# Emergency Surgery :(



## Kodysmom (Feb 11, 2012)

Bad News

Kody swallowed a whole cooked chicken wing today. Out of concern we rushed to the ER to have an xray done. The vet intially thought it would break down and he would be ok however once she saw the size of it she recommended surgery. Her concern was that it could travel and cause a blockage in his intestines. 

Better to be safe than sorry, we left Kody for surgery in the am. Hopefully the endoscopy will successful and he won't have to go under the knife.

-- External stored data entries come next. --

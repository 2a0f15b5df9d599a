//! The `Calendar` engine: configuration plus a shared span source.

use std::num::NonZeroUsize;

use amlich_astro::{MoonPhase, SolarTerm, moon_phase, solar_term_at};
use amlich_calendar::{
    CalendarError, DirectSpans, LunarDate, LunarDateInfo, LunarMonth, RangePolicy, SpanSource,
    lunar_to_solar, solar_to_lunar,
};
use amlich_canchi::{
    Constellation, NaAm, SexagenaryPair, ZodiacAnimal, constellation_for_day, day_pair, hour_pair,
    month_pair, year_pair,
};
use amlich_time::{CivilDate, TimeError, civil_from_day_number, day_number};
use rayon::prelude::*;
use tracing::debug;

use crate::cache::CachedSpans;
use crate::config::CalendarConfig;
use crate::error::AmlichError;

/// Can Chi of a date.
#[derive(Debug, Clone, Copy, PartialEq, Eq)]
pub struct SexagenaryInfo {
    /// Pair of the lunar year.
    pub year: SexagenaryPair,
    /// Pair of the lunar month. A leap month shares the pair of the month it repeats.
    pub month: SexagenaryPair,
    pub day: SexagenaryPair,
    pub hour: SexagenaryPair,
    /// Nạp Âm of the year pair; its element is the year's "mệnh".
    pub year_na_am: NaAm,
    pub zodiac: ZodiacAnimal,
}

/// Everything known about one local civil day.
#[derive(Debug, Clone, Copy, PartialEq)]
pub struct DayInfo {
    pub civil: CivilDate,
    pub lunar: LunarDateInfo,
    pub sexagenary: SexagenaryInfo,
    /// Solar term in effect at the input instant.
    pub solar_term: SolarTerm,
    pub constellation: Constellation,
    pub moon_phase: MoonPhase,
}

/// Conversion engine. `Send + Sync`; share it by reference or `Arc`.
pub struct Calendar {
    config: CalendarConfig,
    policy: RangePolicy,
    spans: Box<dyn SpanSource>,
}

impl Calendar {
    /// Validate `config` and build an engine, with an LRU span cache unless
    /// `cache_capacity` is 0.
    pub fn new(config: CalendarConfig) -> Result<Self, AmlichError> {
        config.validate()?;
        let spans: Box<dyn SpanSource> = match NonZeroUsize::new(config.cache_capacity) {
            Some(capacity) => Box::new(CachedSpans::new(capacity, config.timezone_offset_hours)),
            None => Box::new(DirectSpans),
        };
        debug!(
            tz = config.timezone_offset_hours,
            cache = config.cache_capacity,
            "calendar created"
        );
        Ok(Self::with_span_source(config, spans))
    }

    /// Build an engine over a caller-supplied span source. `config` is not
    /// validated here.
    pub fn with_span_source(config: CalendarConfig, spans: Box<dyn SpanSource>) -> Self {
        Self {
            policy: config.policy(),
            config,
            spans,
        }
    }

    pub fn config(&self) -> &CalendarConfig {
        &self.config
    }

    fn tz(&self) -> f64 {
        self.config.timezone_offset_hours
    }

    /// Lunar date of a local civil date and time.
    pub fn convert(
        &self,
        year: i32,
        month: u32,
        day: u32,
        hour: u32,
        minute: u32,
        second: f64,
    ) -> Result<LunarDateInfo, AmlichError> {
        self.convert_date(&CivilDate::new(year, month, day, hour, minute, second))
    }

    pub fn convert_date(&self, civil: &CivilDate) -> Result<LunarDateInfo, AmlichError> {
        Ok(solar_to_lunar(civil, self.tz(), &self.policy, self.spans.as_ref())?)
    }

    /// Local civil date (at noon) of a lunar date.
    pub fn to_solar(&self, lunar: &LunarDate) -> Result<CivilDate, AmlichError> {
        Ok(lunar_to_solar(lunar, self.tz(), self.spans.as_ref())?)
    }

    /// The months of lunar year `lunar_year`, month 1 through month 12,
    /// including its leap month if it has one.
    pub fn months(&self, lunar_year: i32) -> Vec<LunarMonth> {
        let tz = self.tz();
        let before = self.spans.span(lunar_year - 1, tz).months();
        let after = self.spans.span(lunar_year, tz).months();
        before
            .into_iter()
            .chain(after)
            .filter(|m| m.year == lunar_year)
            .collect()
    }

    pub fn sexagenary(&self, civil: &CivilDate) -> Result<SexagenaryInfo, AmlichError> {
        let lunar = self.convert_date(civil)?;
        sexagenary_for(civil, &lunar)
    }

    /// Lunar mansion of a civil date.
    pub fn constellation(
        &self,
        year: i32,
        month: u32,
        day: u32,
    ) -> Result<Constellation, AmlichError> {
        Ok(constellation_for_day(day_number(year, month, day)?))
    }

    pub fn day_info(&self, civil: &CivilDate) -> Result<DayInfo, AmlichError> {
        let lunar = self.convert_date(civil)?;
        Ok(DayInfo {
            civil: *civil,
            lunar,
            sexagenary: sexagenary_for(civil, &lunar)?,
            solar_term: solar_term_at(lunar.julian_day),
            constellation: constellation_for_day(lunar.day_number),
            moon_phase: moon_phase(lunar.julian_day),
        })
    }

    /// `day_info` for `days` consecutive dates from `start`, at the same time
    /// of day, evaluated in parallel. Results are in date order.
    pub fn scan(&self, start: &CivilDate, days: u32) -> Vec<Result<DayInfo, AmlichError>> {
        let first = match start.day_number() {
            Ok(d) => d,
            Err(e) => return vec![Err(e.into())],
        };
        (0..i64::from(days))
            .into_par_iter()
            .map(|offset| {
                let (year, month, day) = civil_from_day_number(first + offset);
                let civil =
                    CivilDate::new(year, month, day, start.hour, start.minute, start.second);
                self.day_info(&civil)
            })
            .collect()
    }
}

impl std::fmt::Debug for Calendar {
    fn fmt(&self, f: &mut std::fmt::Formatter<'_>) -> std::fmt::Result {
        f.debug_struct("Calendar")
            .field("config", &self.config)
            .finish_non_exhaustive()
    }
}

fn sexagenary_for(
    civil: &CivilDate,
    lunar: &LunarDateInfo,
) -> Result<SexagenaryInfo, AmlichError> {
    let date = lunar.date;
    let year = year_pair(date.year);
    let month = month_pair(date.year, date.month).ok_or(CalendarError::InvalidLunarDate {
        year: date.year,
        month: date.month,
        day: date.day,
        is_leap_month: date.is_leap_month,
        reason: "month must be in 1..=12",
    })?;
    let day = day_pair(lunar.day_number);
    let hour = hour_pair(day.stem(), civil.hour).ok_or(TimeError::InvalidDate {
        year: civil.year,
        month: civil.month,
        day: civil.day,
        reason: "time of day is out of range",
    })?;
    Ok(SexagenaryInfo {
        year,
        month,
        day,
        hour,
        year_na_am: year.na_am(),
        zodiac: year.branch().animal(),
    })
}

#[cfg(test)]
mod tests {
    use super::*;

    fn calendar() -> Calendar {
        Calendar::new(CalendarConfig::default()).unwrap()
    }

    #[test]
    fn calendar_is_send_sync() {
        fn assert_send_sync<T: Send + Sync>() {}
        assert_send_sync::<Calendar>();
    }

    #[test]
    fn invalid_config_rejected() {
        let config = CalendarConfig {
            timezone_offset_hours: 20.0,
            ..CalendarConfig::default()
        };
        assert!(matches!(Calendar::new(config), Err(AmlichError::Config(_))));
    }

    #[test]
    fn cache_disabled_gives_same_answer() {
        let uncached = Calendar::new(CalendarConfig {
            cache_capacity: 0,
            ..CalendarConfig::default()
        })
        .unwrap();
        let a = calendar().convert(2025, 8, 1, 12, 0, 0.0).unwrap();
        let b = uncached.convert(2025, 8, 1, 12, 0, 0.0).unwrap();
        assert_eq!(a, b);
    }

    #[test]
    fn months_of_leap_year() {
        let months = calendar().months(2025);
        assert_eq!(months.len(), 13);
        assert_eq!(months[0].month, 1);
        assert_eq!(months[12].month, 12);
        let leap: Vec<_> = months.iter().filter(|m| m.is_leap_month).collect();
        assert_eq!(leap.len(), 1);
        assert_eq!(leap[0].month, 6);
    }

    #[test]
    fn months_of_common_year() {
        let months = calendar().months(2024);
        assert_eq!(months.len(), 12);
        assert!(months.iter().all(|m| !m.is_leap_month));
        assert!(months
            .windows(2)
            .all(|w| w[0].start_day + i64::from(w[0].length) == w[1].start_day));
    }

    #[test]
    fn scan_invalid_start_is_single_error() {
        let results = calendar().scan(&CivilDate::at_noon(2023, 2, 30), 5);
        assert_eq!(results.len(), 1);
        assert!(results[0].is_err());
    }
}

Please keep Kody in your prayers. Im soooo worried!


----------



## lady amanda (Nov 26, 2010)

Thoughts and well wishes for you and kody!


----------



## JulesB (Mar 6, 2011)

Fingers crossed for Kody! xx


----------



## flounder_1 (May 12, 2011)

Oh poor Kody. Fingers crossed everything goes smoothly for him xxx


----------



## Hfd (Aug 19, 2011)

Hope all goes well - good luck kody
H x


----------



## Jeanie (Jan 23, 2012)

Fingers crossed, 
u have just Made up mind, was going to get Tilly one today as a treat. Would have been her first one, 
Not going to bother now. Think I'll just stick to a chew x 
Get well soon x 


Jeanie 😉
http://pdgm.pitapata.com/xfpV.png?Q1pT6eHd


----------



## Sezra (May 20, 2011)

Hope all is well with Kody.

Jean, if you are concerned about giving one for the first time a tip is to bash it up a bit first with a wooden mallet/hammer. Apparently it encourages them to chew it more.


----------



## M&M's mummy (Jul 12, 2011)

Hope everything goes well for Kody today.

Big hugs:hug:


----------



## Jeanie (Jan 23, 2012)

Oh really, 
Might try it so, I'll have to well supervise this little madam. 
She's into playing chase over the last few days😄


Jeanie 😉
http://pdgm.pitapata.com/xfpV.png?Q1pT6eHd


----------



## Ali79 (Mar 30, 2011)

Big hugs to you and Kody today  x


----------



## Janev1000 (Oct 4, 2011)

Poor Kody - although this was a cooked wing - which can be very dangerous - so very different scenario to a raw one which would normally break down in the stomach. Thank goodness you spotted him eating it! Thinking of youxx


----------



## wellerfeller (Jul 12, 2011)

I hope things go well for you today.
Pleae keep us updated.


----------



## S.Claire (Sep 1, 2011)

Ah lots of love and licks to Kody today! I'm sure Kody is in good hands and try not to fret too much. You definitely did the right thing going to the vets! xxxx


----------



## j maree (Jan 15, 2011)

It is scary !!! Kody is in our prayers. So sad cause pups don't understand.


----------



## Kodysmom (Feb 11, 2012)

Thanks for the well wishes everyone!

Jean, 
Kody accidentally ate a cooked one thay fell on the floor which is a no no but Tilley should be fine with a raw bone. Either way, I would definitely supervise.


----------



## colpa110 (Jul 5, 2011)

Sending good cockapoo vibes your way:hug:


----------



## JoJo (Mar 2, 2011)

Toni .. hope all is well today  thinking of you and of course Kody xxx


----------



## Kodysmom (Feb 11, 2012)

*Update on Kody*

Good news everyone 

The doctor called and said the Kody threw up this morning and the bone came out. She measured it and it appeared to be the same size as what was on the xray. Another xray was taken and the bone is gone. 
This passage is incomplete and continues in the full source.